Una lunga chiacchierata con il grande armonicista Blues, Fabio Treves, è quella che vi proponiamo di seguito.
Per raccontare gran parte della sua carriera e delle sue illustri collaborazioni, abbiamo lasciato spazio al ‘Puma’ – questo è il suo soprannome – che, in occasione dei festeggiamenti per i suoi 40 anni di carriera, si presenta e si introduce come solo lui sa fare.
A suon di Blues…
Mi chiamo Fabio Treves, sono un sagittario di 65 anni nato il 27 novembre, lo stesso giorno del mitico Jimi Hendrix…
Per molti sono il Puma di Lambrate perché tanto tempo fa un giornalista scrisse: «Tra poco a Milano arriverà il grande Bluesman inglese John Mayall, il Leone di Manchester, ma non dimentichiamoci che noi a Milano abbiamo Fabio Treves, il Puma di Lambrate!»
In effetti anch’io ho fatto la mia crociata personale per la diffusione capillare della cultura Blues in Italia, formando nel lontano 1974 la TREVES BLUES BAND ed iniziando il lungo, faticoso ed affascinante cammino sulla strada del BLUES!
In quegli anni non esistevano locali, giornali e negozi che presentassero qualcosa legata al Blues. Era il periodo d’oro del progressive rock italiano, del Jazz d’avanguardia e di rottura, dei canzonieri popolari che nascevano come funghi e del cantautorato politico… E quanti mi guardavano strabuzzando gli occhi! Cosa suoni? Blues!!! Blues??? Quando chiedevo di suonare in qualche festa popolare mi dicevano…tu suoni Jazz? NO!! SUONO BLUES!!!
Ma con la mia cocciutaggine, tanto lavoro, tanti concerti di sottoscrizione (una volta non si diceva no profit) e la lungimiranza tipica dei sognatori, eccomi qui a festeggiare i miei primi ’40 anni di Blues‘.
E’ un traguardo incredibile, bellissimo, ricco di grandi soddisfazioni e di ricordi dolcissimi: l’incontro e le foto scattate a Jimi Hendrix sotto il palco del Piper nel 1968, le partecipazioni ai più importanti Blues Festival internazionali, la frequentazione con il genio di Baltimora Frank Zappa (lui, il mitico Frank che mi chiama sul palco a Milano e Genova!!), le trasmissioni radiofoniche…sono davvero tantissimi i momenti belli che ricordo in questo primo bilancio della mia vita in BLUES!
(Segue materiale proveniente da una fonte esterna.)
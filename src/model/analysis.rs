//! Response payloads of the mutating pull endpoints.

use serde::{Deserialize, Serialize};

#[derive(Debug, Clone, Copy, PartialEq, Eq, Deserialize, Serialize)]
#[serde(rename_all = "lowercase")]
pub enum TradeSide {
    Buy,
    Sell,
}

impl TradeSide {
    pub fn as_str(&self) -> &'static str {
        match self {
            Self::Buy => "buy",
            Self::Sell => "sell",
        }
    }
}

impl std::fmt::Display for TradeSide {
    fn fmt(&self, f: &mut std::fmt::Formatter<'_>) -> std::fmt::Result {
        write!(f, "{}", self.as_str())
    }
}

/// Acknowledgement of a simulated buy/sell.
#[derive(Debug, Clone, PartialEq, Deserialize, Serialize)]
pub struct TradeReceipt {
    pub status: String,
    pub agent_id: String,
    pub amount: f64,
    pub action: TradeSide,
}

#[derive(Debug, Clone, PartialEq, Deserialize, Serialize)]
pub struct AnalysisResult {
    pub text: String,
    pub model: String,
    #[serde(default)]
    pub input_tokens: u64,
    #[serde(default)]
    pub output_tokens: u64,
    #[serde(default)]
    pub latency_ms: u64,
    #[serde(default)]
    pub cached: bool,
}

impl AnalysisResult {
    pub fn total_tokens(&self) -> u64 {
        self.input_tokens + self.output_tokens
    }
}

#[derive(Debug, Clone, Copy, PartialEq, Eq, PartialOrd, Ord, Deserialize, Serialize)]
#[serde(rename_all = "UPPERCASE")]
pub enum RiskLevel {
    Low,
    Medium,
    High,
    Critical,
}

impl RiskLevel {
    pub fn as_str(&self) -> &'static str {
        match self {
            Self::Low => "LOW",
            Self::Medium => "MEDIUM",
            Self::High => "HIGH",
            Self::Critical => "CRITICAL",
        }
    }

    #[inline]
    pub fn is_elevated(&self) -> bool {
        matches!(self, Self::High | Self::Critical)
    }
}

impl std::fmt::Display for RiskLevel {
    fn fmt(&self, f: &mut std::fmt::Formatter<'_>) -> std::fmt::Result {
        write!(f, "{}", self.as_str())
    }
}

#[derive(Debug, Clone, PartialEq, Deserialize, Serialize)]
pub struct RiskResult {
    pub text: String,
    pub risk_level: RiskLevel,
    pub model: String,
    #[serde(default)]
    pub cached: bool,
}

#[derive(Debug, Clone, Copy, PartialEq, Eq, Deserialize, Serialize)]
#[serde(rename_all = "UPPERCASE")]
pub enum TestStatus {
    Pass,
    Fail,
    Error,
}

#[derive(Debug, Clone, PartialEq, Deserialize, Serialize)]
pub struct TestResult {
    pub test_name: String,
    pub status: TestStatus,
    #[serde(default)]
    pub duration_ms: f64,
    #[serde(default)]
    pub details: serde_json::Map<String, serde_json::Value>,
    #[serde(default, skip_serializing_if = "Option::is_none")]
    pub error: Option<String>,
}

#[derive(Debug, Clone, PartialEq, Deserialize, Serialize)]
pub struct TestRunResult {
    pub results: Vec<TestResult>,
    /// e.g. "2/2 PASSED"
    pub summary: String,
    #[serde(default, skip_serializing_if = "Option::is_none")]
    pub run_id: Option<String>,
}

impl TestRunResult {
    pub fn failed(&self) -> usize {
        self.results
            .iter()
            .filter(|r| r.status != TestStatus::Pass)
            .count()
    }

    pub fn all_passed(&self) -> bool {
        self.failed() == 0
    }
}

#[derive(Debug, Clone, PartialEq, Deserialize, Serialize)]
pub struct AudioSummary {
    pub audio_url: String,
}

#[derive(Debug, Clone, PartialEq, Deserialize, Serialize)]
pub struct GraphNode {
    pub id: String,
    /// "User" | "Agent" | "CapitalPool" | "Sector" | "ShockEvent"
    pub label: String,
    #[serde(default)]
    pub properties: serde_json::Map<String, serde_json::Value>,
}

#[derive(Debug, Clone, PartialEq, Deserialize, Serialize)]
pub struct GraphEdge {
    pub from: String,
    pub to: String,
    #[serde(rename = "type")]
    pub edge_type: String,
    #[serde(default)]
    pub properties: serde_json::Map<String, serde_json::Value>,
}

/// Capital flow / contagion graph from `GET /graph/contagion`.
#[derive(Debug, Clone, PartialEq, Deserialize, Serialize)]
pub struct GraphData {
    #[serde(default)]
    pub nodes: Vec<GraphNode>,
    #[serde(default)]
    pub edges: Vec<GraphEdge>,
    pub query_type: String,
}
//! One-in-flight-per-kind guard around the mutating pull operations.

use std::collections::BTreeMap;

use chrono::Utc;
use tracing::{debug, info, warn};

use crate::error::{SyncError, SyncResult};
use crate::event_log::{EventLevel, EventLog, EventTag};
use crate::network::MarketApi;

use super::kind::{ActionKind, ActionOutcome, ActionParams, ActionPhase, ActionReply, ActionRequest};

/// Per-kind phase board.
#[derive(Debug, Clone)]
pub struct ActionDispatcher {
    phases: BTreeMap<ActionKind, ActionPhase>,
}

impl ActionDispatcher {
    pub fn new() -> Self {
        Self {
            phases: ActionKind::ALL
                .into_iter()
                .map(|kind| (kind, ActionPhase::Idle))
                .collect(),
        }
    }

    pub fn phase(&self, kind: ActionKind) -> &ActionPhase {
        static IDLE: ActionPhase = ActionPhase::Idle;
        self.phases.get(&kind).unwrap_or(&IDLE)
    }

    pub fn is_in_flight(&self, kind: ActionKind) -> bool {
        self.phase(kind).is_in_flight()
    }

    /// Snapshot of every kind's phase.
    pub fn board(&self) -> BTreeMap<ActionKind, ActionPhase> {
        self.phases.clone()
    }

    /// Mark the request's kind InFlight. A kind already in flight is
    /// rejected without side effects.
    pub fn begin(&mut self, params: ActionParams) -> SyncResult<ActionRequest> {
        let kind = params.kind();
        if self.is_in_flight(kind) {
            debug!("Rejecting {} request: one already in flight", kind);
            return Err(SyncError::ActionInFlight(kind));
        }

        let request = ActionRequest::new(params);
        self.phases.insert(
            kind,
            ActionPhase::InFlight {
                request: request.clone(),
            },
        );
        info!("Dispatching {} request", kind);
        Ok(request)
    }

    /// Record the completion of an in-flight request and write its Event
    /// Log record. Completions for a kind that is not in flight are ignored.
    pub fn settle(
        &mut self,
        kind: ActionKind,
        result: SyncResult<ActionReply>,
        log: &mut EventLog,
    ) -> Option<&ActionOutcome> {
        let request = match self.phases.get(&kind) {
            Some(ActionPhase::InFlight { request }) => request.clone(),
            _ => {
                warn!("Ignoring {} completion with no request in flight", kind);
                return None;
            }
        };

        let (message, level) = match &result {
            Ok(reply) => describe_success(&request.params, reply),
            Err(e) => {
                warn!("{} request failed: {}", kind, e);
                (format!("{} failed: {}", label(kind), e), EventLevel::Error)
            }
        };
        log.record(message, level, Some(tag(kind)));

        let outcome = ActionOutcome {
            request,
            result: result.map_err(|e| e.to_string()),
            completed_at: Utc::now(),
        };
        self.phases.insert(kind, ActionPhase::Settled(outcome));

        self.phase(kind).outcome()
    }

    /// Consume a Settled outcome and return the kind to Idle.
    /// InFlight and Idle kinds are left alone.
    pub fn acknowledge(&mut self, kind: ActionKind) -> Option<ActionOutcome> {
        match self.phases.get(&kind) {
            Some(ActionPhase::Settled(_)) => match self.phases.insert(kind, ActionPhase::Idle) {
                Some(ActionPhase::Settled(outcome)) => Some(outcome),
                _ => None,
            },
            _ => None,
        }
    }
}

impl Default for ActionDispatcher {
    fn default() -> Self {
        Self::new()
    }
}

/// Issue the external call for `params`.
pub async fn execute(api: &dyn MarketApi, params: &ActionParams) -> SyncResult<ActionReply> {
    let reply = match params {
        ActionParams::Order {
            agent_id,
            side,
            amount,
        } => ActionReply::Order(api.trade(agent_id, *side, *amount).await?),
        ActionParams::InjectShock(request) => ActionReply::Shock(api.inject_shock(request).await?),
        ActionParams::Analysis { question } => {
            ActionReply::Analysis(api.run_analysis(question.as_deref()).await?)
        }
        ActionParams::RiskAnalysis => ActionReply::Risk(api.run_risk_analysis().await?),
        ActionParams::TestSuite { test_name } => {
            ActionReply::Tests(api.run_tests(test_name).await?)
        }
        ActionParams::AudioSummary { text } => {
            ActionReply::Audio(api.fetch_audio_summary(text).await?)
        }
    };
    Ok(reply)
}

fn label(kind: ActionKind) -> &'static str {
    match kind {
        ActionKind::Order => "Order",
        ActionKind::InjectShock => "Shock injection",
        ActionKind::Analysis => "Analysis",
        ActionKind::RiskAnalysis => "Risk analysis",
        ActionKind::TestSuite => "Test suite",
        ActionKind::AudioSummary => "Audio summary",
    }
}

fn tag(kind: ActionKind) -> EventTag {
    match kind {
        ActionKind::Order => EventTag::Trade,
        ActionKind::InjectShock => EventTag::Shock,
        ActionKind::Analysis => EventTag::Analysis,
        ActionKind::RiskAnalysis => EventTag::Risk,
        ActionKind::TestSuite => EventTag::Test,
        ActionKind::AudioSummary => EventTag::Audio,
    }
}

fn cached_suffix(cached: bool) -> &'static str {
    if cached {
        " (cached)"
    } else {
        ""
    }
}

fn describe_success(params: &ActionParams, reply: &ActionReply) -> (String, EventLevel) {
    match reply {
        ActionReply::Order(receipt) => (
            format!(
                "{} {} of {}: {}",
                receipt.action.as_str().to_uppercase(),
                receipt.amount,
                receipt.agent_id,
                receipt.status
            ),
            EventLevel::Success,
        ),
        ActionReply::Shock(shock) => (
            format!("Injected {} [{}]", shock.summary(), shock.id),
            EventLevel::Success,
        ),
        ActionReply::Analysis(result) => (
            format!(
                "Analysis by {}: {} tokens in {}ms{}",
                result.model,
                result.total_tokens(),
                result.latency_ms,
                cached_suffix(result.cached)
            ),
            EventLevel::Success,
        ),
        ActionReply::Risk(result) => {
            let level = if result.risk_level.is_elevated() {
                EventLevel::Warn
            } else {
                EventLevel::Success
            };
            (
                format!(
                    "Risk level {} ({}){}",
                    result.risk_level,
                    result.model,
                    cached_suffix(result.cached)
                ),
                level,
            )
        }
        ActionReply::Tests(run) => {
            let name = match params {
                ActionParams::TestSuite { test_name } => test_name.as_str(),
                _ => "tests",
            };
            let level = if run.all_passed() {
                EventLevel::Success
            } else {
                EventLevel::Warn
            };
            let mut message = format!("Test run {}: {}", name, run.summary);
            if let Some(run_id) = &run.run_id {
                message.push_str(&format!(" (run {})", run_id));
            }
            (message, level)
        }
        ActionReply::Audio(summary) => (
            format!("Audio summary ready: {}", summary.audio_url),
            EventLevel::Success,
        ),
    }
}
Ma ciò che più mi esalta e mi gratifica è l’essere stato sempre coerente e fedele al BLUES, la musica origine, la musica da cui sono nati i più importanti generi musicali, Jazz, Bebop, Rock, R&B, Funky, Fusion…
Il Blues è uno stile di vita, uno stato mentale, è il sottofondo musicale della vita…di tutta la vita. E si suona Blues per la gente, non per se stessi… E poi non è vero che il Blues sia solo tristezza, sarebbe come dire che la vita esprime solo stati d’animo negativi…il Blues è anche gioia, passione, eros, amicizia, voglia di riscatto sociale, desiderio di pace, sogno, utopia, senso di libertà, voglia di non omologarsi….
Ed è per questo che amo il BLUES e so che chi lo ama sarà riamato dallo stesso Blues…
– Fabio Treves grande armonicista Blues, puoi vantare collaborazioni con i più grandi musicisti a livello internazionale. Quest’anno tagli il traguardo dei quaranta anni di carriera. Cosa rappresenta per te: è un arrivo o un nuovo punto di partenza?
Sicuramente è un traguardo incredibile e molto gratificante, una scommessa vinta con me stesso. Ed è la dimostrazione che, più forti delle mode, del business e dei luoghi comuni, sono (e sono stati per me) la passione e l’amore per questa musica che ha in sé messaggi e valori profondi.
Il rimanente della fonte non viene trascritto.